Atkins envisioned a matrix “map” with Value on the left axis with scores ranging from 0 to 100 and a
horizontal line drawn across the map at 50 and Ability (to succeed) at the bottom with the same scale
and a vertical line at 50. This would divide the map into four quadrants with the top projects in the
upper right corner. The projects to consider would all need to be above a diagonal line drawn from the
top left 100 point to the bottom right 100 point. To do this, Atkins considered creating a score card to
evaluate and compare the projects. But what criteria should be used? And how should the team think
about the dependencies across the projects?

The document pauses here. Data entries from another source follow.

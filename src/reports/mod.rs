//! Reports module for FinBot
//!
//! Read-only views computed from the ledger.

pub mod dashboard;

pub use dashboard::{ChartDataset, ChartPoint, DashboardReport, LedgerTotals};
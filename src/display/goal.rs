//! Goal display formatting
//!
//! Formats savings goals with text progress bars.

use crate::models::Goal;

use super::expense::truncate;

const BAR_WIDTH: usize = 20;

/// Render a progress percentage as a fixed-width bar
pub fn progress_bar(percent: u8) -> String {
    let filled = usize::from(percent.min(100)) * BAR_WIDTH / 100;
    format!("[{}{}]", "█".repeat(filled), "░".repeat(BAR_WIDTH - filled))
}

/// Format goals as a table with progress
pub fn format_goal_list(goals: &[Goal], symbol: &str) -> String {
    if goals.is_empty() {
        return "No goals yet. Add one with 'finbot goal add'.\n".to_string();
    }

    let name_width = goals
        .iter()
        .map(|g| g.name.chars().count())
        .max()
        .unwrap_or(4)
        .clamp(4, 24);

    let mut output = String::new();
    output.push_str(&format!(
        "{:<13}  {:<name_width$}  {:>14}  {:>14}  {}\n",
        "ID",
        "Name",
        "Saved",
        "Target",
        "Progress",
        name_width = name_width,
    ));
    output.push_str(&format!(
        "{:-<13}  {:-<name_width$}  {:->14}  {:->14}  {:-<27}\n",
        "",
        "",
        "",
        "",
        "",
        name_width = name_width,
    ));

    for goal in goals {
        let percent = goal.progress_percent();
        output.push_str(&format!(
            "{:<13}  {:<name_width$}  {:>14}  {:>14}  {} {:>3}%\n",
            goal.id.to_string(),
            truncate(&goal.name, name_width),
            goal.saved.format_with_symbol(symbol),
            goal.target.format_with_symbol(symbol),
            progress_bar(percent),
            percent,
            name_width = name_width,
        ));
    }

    output
}

/// Format a single goal
pub fn format_goal_details(goal: &Goal, symbol: &str) -> String {
    let mut output = String::new();

    output.push_str(&format!("Goal: {}\n", goal.name));
    output.push_str(&format!("  ID:        {}\n", goal.id));
    output.push_str(&format!(
        "  Target:    {}\n",
        goal.target.format_with_symbol(symbol)
    ));
    output.push_str(&format!(
        "  Saved:     {}\n",
        goal.saved.format_with_symbol(symbol)
    ));
    output.push_str(&format!(
        "  Progress:  {} {}%\n",
        progress_bar(goal.progress_percent()),
        goal.progress_percent()
    ));

    if goal.is_complete() {
        output.push_str("  Status:    Reached\n");
    } else {
        output.push_str(&format!(
            "  Remaining: {}\n",
            goal.remaining().format_with_symbol(symbol)
        ));
    }

    output
}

Atkins wondered if they could come up with a solid recommendation in time for the board meeting the
next morning. “It’s going to be a late night tonight with some interesting discussions,” he thought to
himself.

Questions

Strategically, what is MDCM trying to achieve?

What important aspects of the organization are relevant to this decision?

What factors were important for Atkin’s team to consider in their recommendation?

Given the above considerations, analyze the various project selection models described in the chapter
and describe their relevance for this decision. Could the Real Options approach be of any value here?
Could the Aggregate Project Plan be of value for MDCM?

What project selection model would you recommend? Why? How would you incorporate the Ability to
Succeed—Value to the Business map into your analysis?

What projects should be initiated first, which later, and which, if any, eliminated? Show the 12 projects
along a vertical “Projects” axis by rows in order of which projects depend on other prior projects, and
the 36‐month timeline on a bottom “Time” axis.